─── Extracted material
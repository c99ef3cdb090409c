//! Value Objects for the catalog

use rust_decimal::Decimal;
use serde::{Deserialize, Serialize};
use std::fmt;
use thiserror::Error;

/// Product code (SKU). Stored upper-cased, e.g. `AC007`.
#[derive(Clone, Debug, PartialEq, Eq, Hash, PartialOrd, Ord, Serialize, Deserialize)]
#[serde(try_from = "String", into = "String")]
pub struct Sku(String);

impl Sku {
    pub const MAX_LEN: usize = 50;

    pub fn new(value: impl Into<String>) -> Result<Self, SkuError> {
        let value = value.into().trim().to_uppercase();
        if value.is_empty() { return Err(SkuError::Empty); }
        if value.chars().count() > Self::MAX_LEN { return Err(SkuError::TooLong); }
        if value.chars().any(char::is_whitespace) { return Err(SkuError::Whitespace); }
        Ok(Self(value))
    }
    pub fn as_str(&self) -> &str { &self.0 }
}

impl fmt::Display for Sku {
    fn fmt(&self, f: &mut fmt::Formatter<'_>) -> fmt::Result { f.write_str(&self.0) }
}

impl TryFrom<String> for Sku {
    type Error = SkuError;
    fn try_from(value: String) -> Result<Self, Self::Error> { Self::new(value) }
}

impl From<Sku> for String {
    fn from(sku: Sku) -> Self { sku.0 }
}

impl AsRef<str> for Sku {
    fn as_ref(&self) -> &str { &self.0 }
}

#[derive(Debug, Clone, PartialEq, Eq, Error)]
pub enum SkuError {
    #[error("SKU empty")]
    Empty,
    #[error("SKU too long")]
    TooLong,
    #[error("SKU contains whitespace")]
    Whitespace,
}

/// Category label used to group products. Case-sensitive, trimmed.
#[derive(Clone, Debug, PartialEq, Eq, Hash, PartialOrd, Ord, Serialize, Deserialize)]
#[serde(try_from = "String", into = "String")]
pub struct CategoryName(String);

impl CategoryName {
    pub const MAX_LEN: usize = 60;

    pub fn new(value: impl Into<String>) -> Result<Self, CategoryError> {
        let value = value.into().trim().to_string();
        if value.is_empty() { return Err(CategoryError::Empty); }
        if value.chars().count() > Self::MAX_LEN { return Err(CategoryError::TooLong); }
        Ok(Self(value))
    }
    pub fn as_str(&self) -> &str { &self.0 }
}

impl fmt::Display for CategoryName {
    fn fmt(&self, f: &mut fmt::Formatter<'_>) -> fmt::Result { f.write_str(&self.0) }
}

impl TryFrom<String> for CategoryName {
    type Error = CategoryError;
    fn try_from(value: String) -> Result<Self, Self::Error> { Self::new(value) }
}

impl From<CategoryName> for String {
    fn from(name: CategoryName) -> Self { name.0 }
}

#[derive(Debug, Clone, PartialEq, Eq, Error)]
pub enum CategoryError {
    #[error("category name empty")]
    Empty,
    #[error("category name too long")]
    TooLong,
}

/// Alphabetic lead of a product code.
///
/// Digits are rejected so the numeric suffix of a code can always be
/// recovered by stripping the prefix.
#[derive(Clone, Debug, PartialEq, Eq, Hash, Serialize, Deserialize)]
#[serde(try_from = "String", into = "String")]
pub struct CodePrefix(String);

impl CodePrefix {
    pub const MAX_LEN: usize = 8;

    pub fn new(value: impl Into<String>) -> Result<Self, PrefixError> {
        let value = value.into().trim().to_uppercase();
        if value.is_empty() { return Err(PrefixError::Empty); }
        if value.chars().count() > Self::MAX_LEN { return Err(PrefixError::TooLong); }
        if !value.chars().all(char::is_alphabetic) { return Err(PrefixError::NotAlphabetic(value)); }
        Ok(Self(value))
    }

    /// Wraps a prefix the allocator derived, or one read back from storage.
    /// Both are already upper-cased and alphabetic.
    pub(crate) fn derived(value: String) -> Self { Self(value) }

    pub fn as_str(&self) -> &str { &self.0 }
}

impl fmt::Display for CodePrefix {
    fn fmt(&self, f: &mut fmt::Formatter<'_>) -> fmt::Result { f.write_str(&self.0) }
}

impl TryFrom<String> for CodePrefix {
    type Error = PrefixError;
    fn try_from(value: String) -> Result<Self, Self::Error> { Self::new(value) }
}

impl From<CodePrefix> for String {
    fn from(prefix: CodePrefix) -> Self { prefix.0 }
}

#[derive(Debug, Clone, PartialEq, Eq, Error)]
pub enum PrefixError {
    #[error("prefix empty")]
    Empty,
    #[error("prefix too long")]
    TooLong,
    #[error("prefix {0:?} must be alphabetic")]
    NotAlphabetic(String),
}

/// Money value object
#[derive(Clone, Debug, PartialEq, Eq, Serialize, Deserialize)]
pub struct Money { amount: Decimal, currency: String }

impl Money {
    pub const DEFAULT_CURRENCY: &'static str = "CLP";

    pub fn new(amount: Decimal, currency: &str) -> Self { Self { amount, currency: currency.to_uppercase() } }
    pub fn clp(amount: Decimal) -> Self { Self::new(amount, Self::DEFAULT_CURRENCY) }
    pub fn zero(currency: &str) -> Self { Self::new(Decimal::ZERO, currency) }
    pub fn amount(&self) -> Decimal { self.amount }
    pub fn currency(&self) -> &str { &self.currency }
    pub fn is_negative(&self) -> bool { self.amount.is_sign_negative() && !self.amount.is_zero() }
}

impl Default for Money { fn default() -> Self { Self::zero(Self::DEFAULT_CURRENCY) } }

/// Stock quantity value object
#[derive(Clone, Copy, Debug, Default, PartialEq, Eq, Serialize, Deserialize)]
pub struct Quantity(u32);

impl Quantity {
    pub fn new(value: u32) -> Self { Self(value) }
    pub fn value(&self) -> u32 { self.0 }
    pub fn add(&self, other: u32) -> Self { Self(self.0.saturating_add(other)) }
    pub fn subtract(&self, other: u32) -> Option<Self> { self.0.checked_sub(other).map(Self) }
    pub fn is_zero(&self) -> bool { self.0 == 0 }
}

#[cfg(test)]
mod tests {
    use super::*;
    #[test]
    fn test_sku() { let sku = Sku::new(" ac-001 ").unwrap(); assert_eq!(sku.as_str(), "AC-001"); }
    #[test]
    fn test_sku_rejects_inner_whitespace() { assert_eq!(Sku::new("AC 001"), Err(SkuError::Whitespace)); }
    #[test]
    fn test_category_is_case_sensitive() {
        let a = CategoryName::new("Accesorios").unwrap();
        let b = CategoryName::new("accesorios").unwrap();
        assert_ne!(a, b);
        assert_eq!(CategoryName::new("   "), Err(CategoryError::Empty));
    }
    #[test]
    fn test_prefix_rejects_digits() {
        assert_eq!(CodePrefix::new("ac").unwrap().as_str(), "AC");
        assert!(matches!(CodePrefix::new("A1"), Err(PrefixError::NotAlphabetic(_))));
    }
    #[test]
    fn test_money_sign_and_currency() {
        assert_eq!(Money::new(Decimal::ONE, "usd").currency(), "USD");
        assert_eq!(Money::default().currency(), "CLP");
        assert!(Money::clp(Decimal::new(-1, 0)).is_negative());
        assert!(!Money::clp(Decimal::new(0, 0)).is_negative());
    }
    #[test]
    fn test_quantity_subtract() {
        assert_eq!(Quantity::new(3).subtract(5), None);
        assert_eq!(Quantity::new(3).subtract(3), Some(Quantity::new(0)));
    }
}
──────
─── Extracted material
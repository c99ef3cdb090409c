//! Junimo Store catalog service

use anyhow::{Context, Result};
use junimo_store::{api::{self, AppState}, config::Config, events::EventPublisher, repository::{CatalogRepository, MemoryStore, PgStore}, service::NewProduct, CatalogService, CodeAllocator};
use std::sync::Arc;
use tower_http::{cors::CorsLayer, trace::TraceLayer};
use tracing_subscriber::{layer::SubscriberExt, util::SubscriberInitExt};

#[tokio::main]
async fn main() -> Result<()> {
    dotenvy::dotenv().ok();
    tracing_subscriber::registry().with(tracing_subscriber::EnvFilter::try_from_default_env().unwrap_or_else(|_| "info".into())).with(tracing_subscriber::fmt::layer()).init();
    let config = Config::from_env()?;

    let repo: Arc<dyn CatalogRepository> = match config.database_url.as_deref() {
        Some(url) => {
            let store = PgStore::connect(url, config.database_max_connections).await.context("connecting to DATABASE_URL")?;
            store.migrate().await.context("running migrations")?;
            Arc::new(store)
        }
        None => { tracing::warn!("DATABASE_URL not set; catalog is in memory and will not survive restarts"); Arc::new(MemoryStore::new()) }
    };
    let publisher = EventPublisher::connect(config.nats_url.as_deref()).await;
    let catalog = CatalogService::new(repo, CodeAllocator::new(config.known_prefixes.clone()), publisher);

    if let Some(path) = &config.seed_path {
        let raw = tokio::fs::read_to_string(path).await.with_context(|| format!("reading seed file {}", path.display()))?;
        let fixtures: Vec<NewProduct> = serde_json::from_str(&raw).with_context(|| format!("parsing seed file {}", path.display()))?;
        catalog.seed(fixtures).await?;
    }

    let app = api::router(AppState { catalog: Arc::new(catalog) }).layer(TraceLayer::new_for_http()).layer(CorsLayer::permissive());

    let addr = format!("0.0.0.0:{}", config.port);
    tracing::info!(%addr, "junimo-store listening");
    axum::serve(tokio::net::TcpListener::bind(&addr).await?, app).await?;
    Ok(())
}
──────
─── Extracted material
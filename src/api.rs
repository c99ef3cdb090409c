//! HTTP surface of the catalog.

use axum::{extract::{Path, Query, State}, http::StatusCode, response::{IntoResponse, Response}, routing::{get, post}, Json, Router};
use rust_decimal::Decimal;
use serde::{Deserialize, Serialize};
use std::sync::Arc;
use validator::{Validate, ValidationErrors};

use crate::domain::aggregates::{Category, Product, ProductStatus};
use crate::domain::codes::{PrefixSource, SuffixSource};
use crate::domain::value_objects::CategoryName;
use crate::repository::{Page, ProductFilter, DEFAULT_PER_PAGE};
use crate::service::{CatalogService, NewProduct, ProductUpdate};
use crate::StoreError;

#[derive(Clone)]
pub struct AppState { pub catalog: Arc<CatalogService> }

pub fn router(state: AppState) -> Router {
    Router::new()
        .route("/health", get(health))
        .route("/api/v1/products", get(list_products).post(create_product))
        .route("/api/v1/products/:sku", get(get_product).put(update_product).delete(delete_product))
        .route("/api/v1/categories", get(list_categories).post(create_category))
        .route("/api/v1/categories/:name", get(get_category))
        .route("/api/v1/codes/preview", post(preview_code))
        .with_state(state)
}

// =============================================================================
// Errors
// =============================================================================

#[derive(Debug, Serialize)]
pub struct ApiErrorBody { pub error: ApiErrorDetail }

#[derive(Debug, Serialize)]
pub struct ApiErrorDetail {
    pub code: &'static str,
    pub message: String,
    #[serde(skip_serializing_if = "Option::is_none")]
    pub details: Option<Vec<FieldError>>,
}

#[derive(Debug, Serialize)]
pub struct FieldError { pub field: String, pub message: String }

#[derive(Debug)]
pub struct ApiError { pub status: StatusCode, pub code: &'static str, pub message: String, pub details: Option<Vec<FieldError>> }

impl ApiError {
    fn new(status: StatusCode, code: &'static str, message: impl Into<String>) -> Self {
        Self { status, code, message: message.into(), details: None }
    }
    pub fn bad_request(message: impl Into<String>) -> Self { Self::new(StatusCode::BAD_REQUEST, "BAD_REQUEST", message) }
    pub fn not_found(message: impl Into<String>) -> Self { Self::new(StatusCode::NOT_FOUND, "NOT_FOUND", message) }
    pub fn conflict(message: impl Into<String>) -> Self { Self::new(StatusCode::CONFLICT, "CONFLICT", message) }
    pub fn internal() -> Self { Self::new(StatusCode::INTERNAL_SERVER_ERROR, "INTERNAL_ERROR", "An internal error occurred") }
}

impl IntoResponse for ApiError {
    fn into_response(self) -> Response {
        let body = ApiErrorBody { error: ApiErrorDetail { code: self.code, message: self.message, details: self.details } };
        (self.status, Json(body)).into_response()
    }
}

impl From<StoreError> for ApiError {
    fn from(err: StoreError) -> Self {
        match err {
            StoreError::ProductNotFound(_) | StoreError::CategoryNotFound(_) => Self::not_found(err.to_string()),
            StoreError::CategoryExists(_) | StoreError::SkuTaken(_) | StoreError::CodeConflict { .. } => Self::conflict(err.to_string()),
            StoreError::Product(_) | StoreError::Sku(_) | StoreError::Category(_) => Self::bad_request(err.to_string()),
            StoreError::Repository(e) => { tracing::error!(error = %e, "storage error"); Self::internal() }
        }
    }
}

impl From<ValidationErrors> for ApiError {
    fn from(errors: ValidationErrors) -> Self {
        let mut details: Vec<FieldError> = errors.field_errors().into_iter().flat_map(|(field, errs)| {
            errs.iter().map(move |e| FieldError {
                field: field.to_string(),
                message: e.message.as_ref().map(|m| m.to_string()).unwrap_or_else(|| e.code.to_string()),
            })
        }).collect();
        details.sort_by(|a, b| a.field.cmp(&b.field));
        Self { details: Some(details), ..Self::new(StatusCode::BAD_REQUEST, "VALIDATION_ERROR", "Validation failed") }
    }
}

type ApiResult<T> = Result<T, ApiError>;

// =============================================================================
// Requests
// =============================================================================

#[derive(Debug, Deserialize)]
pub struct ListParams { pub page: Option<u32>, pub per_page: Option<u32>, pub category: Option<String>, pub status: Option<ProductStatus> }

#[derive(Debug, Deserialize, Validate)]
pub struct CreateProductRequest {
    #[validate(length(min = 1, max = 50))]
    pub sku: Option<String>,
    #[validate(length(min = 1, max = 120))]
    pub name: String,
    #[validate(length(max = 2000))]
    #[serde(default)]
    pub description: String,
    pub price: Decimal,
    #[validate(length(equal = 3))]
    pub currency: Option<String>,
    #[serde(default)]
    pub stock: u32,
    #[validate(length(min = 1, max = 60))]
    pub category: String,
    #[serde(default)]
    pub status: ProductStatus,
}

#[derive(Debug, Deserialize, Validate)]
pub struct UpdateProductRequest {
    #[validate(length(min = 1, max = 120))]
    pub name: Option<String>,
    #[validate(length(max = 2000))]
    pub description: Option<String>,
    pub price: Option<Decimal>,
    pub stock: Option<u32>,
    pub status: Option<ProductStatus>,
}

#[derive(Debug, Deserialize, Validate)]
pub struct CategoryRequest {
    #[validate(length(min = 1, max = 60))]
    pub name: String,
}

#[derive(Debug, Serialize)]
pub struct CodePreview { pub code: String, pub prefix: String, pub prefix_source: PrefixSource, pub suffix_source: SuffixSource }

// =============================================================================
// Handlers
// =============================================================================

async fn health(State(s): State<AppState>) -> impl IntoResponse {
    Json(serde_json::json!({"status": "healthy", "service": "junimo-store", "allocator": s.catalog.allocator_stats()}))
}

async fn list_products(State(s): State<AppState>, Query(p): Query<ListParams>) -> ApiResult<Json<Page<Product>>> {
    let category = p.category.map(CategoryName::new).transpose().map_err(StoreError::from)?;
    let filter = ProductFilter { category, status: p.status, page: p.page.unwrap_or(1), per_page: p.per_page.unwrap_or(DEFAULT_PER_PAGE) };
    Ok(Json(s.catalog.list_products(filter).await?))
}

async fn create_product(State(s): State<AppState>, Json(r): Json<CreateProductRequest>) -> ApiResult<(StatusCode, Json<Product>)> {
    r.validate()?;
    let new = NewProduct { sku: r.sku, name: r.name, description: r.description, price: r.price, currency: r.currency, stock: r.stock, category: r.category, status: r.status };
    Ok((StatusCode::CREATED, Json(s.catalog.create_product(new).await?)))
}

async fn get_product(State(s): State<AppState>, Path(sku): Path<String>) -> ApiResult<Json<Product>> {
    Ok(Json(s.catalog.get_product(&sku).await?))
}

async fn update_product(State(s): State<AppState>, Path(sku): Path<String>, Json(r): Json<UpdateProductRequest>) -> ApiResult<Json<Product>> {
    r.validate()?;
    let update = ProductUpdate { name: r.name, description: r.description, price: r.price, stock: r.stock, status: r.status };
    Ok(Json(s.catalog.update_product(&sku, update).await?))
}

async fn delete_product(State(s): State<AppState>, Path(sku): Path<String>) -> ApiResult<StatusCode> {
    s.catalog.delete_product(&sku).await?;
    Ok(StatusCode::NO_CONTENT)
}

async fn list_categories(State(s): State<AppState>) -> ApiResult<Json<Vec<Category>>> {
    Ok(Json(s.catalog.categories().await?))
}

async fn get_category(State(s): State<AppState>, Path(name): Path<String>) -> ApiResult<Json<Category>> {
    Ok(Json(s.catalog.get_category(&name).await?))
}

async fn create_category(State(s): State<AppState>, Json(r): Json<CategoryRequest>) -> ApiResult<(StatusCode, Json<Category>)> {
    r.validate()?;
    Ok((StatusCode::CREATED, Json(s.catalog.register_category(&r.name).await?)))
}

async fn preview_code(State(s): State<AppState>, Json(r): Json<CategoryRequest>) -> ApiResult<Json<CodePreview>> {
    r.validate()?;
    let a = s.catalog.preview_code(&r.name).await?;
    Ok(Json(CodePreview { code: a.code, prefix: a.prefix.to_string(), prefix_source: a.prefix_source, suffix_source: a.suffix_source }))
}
──────
To do - Using the entries above, state the number of lines that include "MemoryStore". Add nothing else.

Response to the task - 2